My friend, Pastor Dan Page, tells his story today. You’ve probably never heard one quite like this. This is the true story of a man, a pastor. He’s courageous, brutally honest, lovable, highly-gifted, and a friend I would trust with my last nickel. But this is more of a story about our triune God. Look for Him here and I think you’ll see Him smile.
Not Being Drunk Sure Is Sobering
by Dan Page
“People don’t change when they see the light; it’s when they feel the heat.” I get that.
“I repent, making no excuses, I repent, no one else to blame.” I get that too.
Back in 2005 I spent most of a month at Laurelwood Hospital, an inpatient psychiatric facility, in Willoughby, Ohio. I signed myself in on June 3rd, walked out on June 6th and forced my way back in on June 9th. I was locked down in the dual diagnosis unit until June 13th and remained in the recovery unit until my release eleven days later. In the midst of depression and “self-medicating” (the Bible calls it being drunk), I’d come to the end of myself, which, as it turns out, is a great place to be!
As any one like me who ever parked themselves in Romans chapter 7 knows, things got really ugly and really messed up. I hadn’t had any alcohol since a couple years after I became a Christian in 1982. Then somewhere near the end of 1999 I began a mostly off-again battle with alcohol. I knew it was wrong every time and I very rarely drank. I did it in total isolation. Man do I know now the saying, “The enemy builds strongholds in secrecy and enforces them in silence – break the silence, break the stronghold.”*
By the beginning of 2005, I was drinking several times a week. By June it was nearly every day. The guilt, shame, embarrassment, fear, frustration, heartache and mental torment were relentless. God saw to it that I got found out—and everything hit the proverbial fan.
I’m thinking about the first sentence I wrote at Laurelwood: It’s either humble yourself or be humiliated; God wants us to walk in humility. I learned at Laurelwood there’s a direct correlation between not drinking any alcohol and never being drunk J … seriously, I can say with great joy that God met me in the hell I was in and led me out for good. Psalm 51 speaks deeply to me. As does Romans 8 (especially verses 1-4). James 5:16, too. And, of course, Ephesians 5:18.

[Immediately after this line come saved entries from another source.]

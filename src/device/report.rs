//! Wire layout of the hand device input report
//!
//! Every report is 46 bytes, big-endian throughout:
//!
//! ```text
//! offset  0..4   u32  device counter (milliseconds)
//! offset  4..46  u16  21 channel values
//! ```
//!
//! Channel 0 carries device status and is decoded but not consumed by the
//! coordinate transform; channels 1..=20 feed the five sensing points.

use super::error::DeviceError;

/// Total length of one input report in bytes
pub const REPORT_LEN: usize = 46;

/// Number of 16-bit channels following the device counter
pub const CHANNEL_COUNT: usize = 21;

/// Channels consumed by the transform (everything after the status channel)
pub const SENSOR_CHANNELS: usize = CHANNEL_COUNT - 1;

const COUNTER_LEN: usize = 4;
const COUNTER_SCALE: f64 = 1000.0;
const CHANNEL_SCALE: f64 = u16::MAX as f64;

/// One undecoded input report, already length-checked
#[derive(Clone, Debug, PartialEq, Eq)]
pub struct RawReport {
    pub counter: u32,
    pub channels: [u16; CHANNEL_COUNT],
}

impl RawReport {
    /// Parses exactly [`REPORT_LEN`] bytes. Anything shorter or longer is a
    /// malformed read and is rejected instead of partially decoded.
    pub fn parse(bytes: &[u8]) -> Result<Self, DeviceError> {
        if bytes.len() != REPORT_LEN {
            return Err(DeviceError::ShortReport {
                expected: REPORT_LEN,
                actual: bytes.len(),
            });
        }

        let (counter_bytes, channel_bytes) = bytes.split_at(COUNTER_LEN);
        let counter = u32::from_be_bytes([
            counter_bytes[0],
            counter_bytes[1],
            counter_bytes[2],
            counter_bytes[3],
        ]);

        let mut channels = [0u16; CHANNEL_COUNT];
        for (slot, pair) in channels.iter_mut().zip(channel_bytes.chunks_exact(2)) {
            *slot = u16::from_be_bytes([pair[0], pair[1]]);
        }

        Ok(Self { counter, channels })
    }

    /// Encodes the report back into its wire form
    pub fn to_bytes(&self) -> [u8; REPORT_LEN] {
        let mut out = [0u8; REPORT_LEN];
        out[..COUNTER_LEN].copy_from_slice(&self.counter.to_be_bytes());
        for (chunk, value) in out[COUNTER_LEN..]
            .chunks_exact_mut(2)
            .zip(self.channels.iter())
        {
            chunk.copy_from_slice(&value.to_be_bytes());
        }
        out
    }

    /// Converts counter and channels into physical units
    pub fn decode(&self) -> DecodedSample {
        let mut channels = [0.0f64; CHANNEL_COUNT];
        for (slot, raw) in channels.iter_mut().zip(self.channels.iter()) {
            *slot = f64::from(*raw) / CHANNEL_SCALE;
        }

        DecodedSample {
            device_time: f64::from(self.counter) / COUNTER_SCALE,
            channels,
        }
    }
}

/// Report after unit normalization
#[derive(Clone, Debug, PartialEq)]
pub struct DecodedSample {
    /// Device counter in seconds
    pub device_time: f64,
    /// Channel readings mapped to `[0, 1]`
    pub channels: [f64; CHANNEL_COUNT],
}

impl DecodedSample {
    /// The channels the transform consumes, four per sensing point
    pub fn sensor_channels(&self) -> &[f64] {
        &self.channels[1..]
    }
}
//! Configuration for the dispatcher.

use anyhow::Result;

/// Built-in disk floor for staging, applied when no explicit minimum is
/// configured. There is no equivalent built-in memory floor.
pub const DEFAULT_STAGING_DISK_MB: u64 = 4096;

/// Dispatcher configuration.
#[derive(Debug, Clone)]
pub struct Config {
    /// Minimum memory requested for a staging attempt, in MB. Zero means the
    /// app's own requirement is used as-is.
    pub min_staging_memory_mb: u64,

    /// Minimum disk requested for a staging attempt, in MB. Unset falls back
    /// to [`DEFAULT_STAGING_DISK_MB`].
    pub min_staging_disk_mb: Option<u64>,

    /// Seed addresses for the placement-tracking service.
    pub placement_addrs: Vec<String>,

    /// Log level (trace, debug, info, warn, error).
    pub log_level: String,
}

impl Config {
    /// Load configuration from environment variables.
    pub fn from_env() -> Result<Self> {
        let min_staging_memory_mb = std::env::var("STAGEHAND_MIN_STAGING_MEMORY_MB")
            .ok()
            .and_then(|s| s.parse().ok())
            .unwrap_or(0);

        let min_staging_disk_mb = std::env::var("STAGEHAND_MIN_STAGING_DISK_MB")
            .ok()
            .and_then(|s| s.parse().ok());

        let placement_addrs = std::env::var("STAGEHAND_PLACEMENT_ADDRS")
            .map(|s| {
                s.split(',')
                    .map(str::trim)
                    .filter(|a| !a.is_empty())
                    .map(str::to_string)
                    .collect()
            })
            .unwrap_or_default();

        let log_level = std::env::var("STAGEHAND_LOG_LEVEL").unwrap_or_else(|_| "info".to_string());

        Ok(Self {
            min_staging_memory_mb,
            min_staging_disk_mb,
            placement_addrs,
            log_level,
        })
    }

    /// Memory floor for staging placement, in MB.
    pub fn staging_memory_floor_mb(&self) -> u64 {
        self.min_staging_memory_mb
    }

    /// Disk floor for staging placement, in MB.
    pub fn staging_disk_floor_mb(&self) -> u64 {
        self.min_staging_disk_mb.unwrap_or(DEFAULT_STAGING_DISK_MB)
    }
}

impl Default for Config {
    fn default() -> Self {
        Self {
            min_staging_memory_mb: 0,
            min_staging_disk_mb: None,
            placement_addrs: Vec::new(),
            log_level: "info".to_string(),
        }
    }
}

What makes this story a little more interesting perhaps is that prior to my little summer vacation I was in full time vocational ministry as the pastor of a church here in Northeast Ohio. Even more interesting is the fact that I’m still the pastor of that same church. “What? You’re still the pastor?” Yes. “You weren’t fired?” No, I wasn’t. “You didn’t have to resign?” No, I didn’t. Absolutely amazing, isn’t it?
It was quite an intense process and it certainly wasn’t quick or easy. I was sure the ministry as I’d known it would end.
And it did. But not in the way I was thinking. God gave me the grace to repent and, ironically, things at our church are better today than I ever dreamed they could be. What I thought was a certain off ramp with no return became a rest stop. And before long I was put back on the road with great gratitude, lasting freedom, and abiding joy.
Here are some things I continue to learn:
1. There’s no real or lasting freedom without brutal and thorough honesty.
2. It’s humble yourself or be humiliated.
3. “The fear of man brings a snare, but whoever trusts in the Lord shall be safe.” Proverbs 29:25
4. Real repentance acknowledges explanations but rejects all excuses and any blaming of others.
I am grateful for the grace of God that cleanses and covers me. It is so nice not having to hide. It sure is refreshing to be in His presence knowing I can rest completely in Him.
His grace being red like blood calls me to share my stuff, sing for joy, and give Him thanks!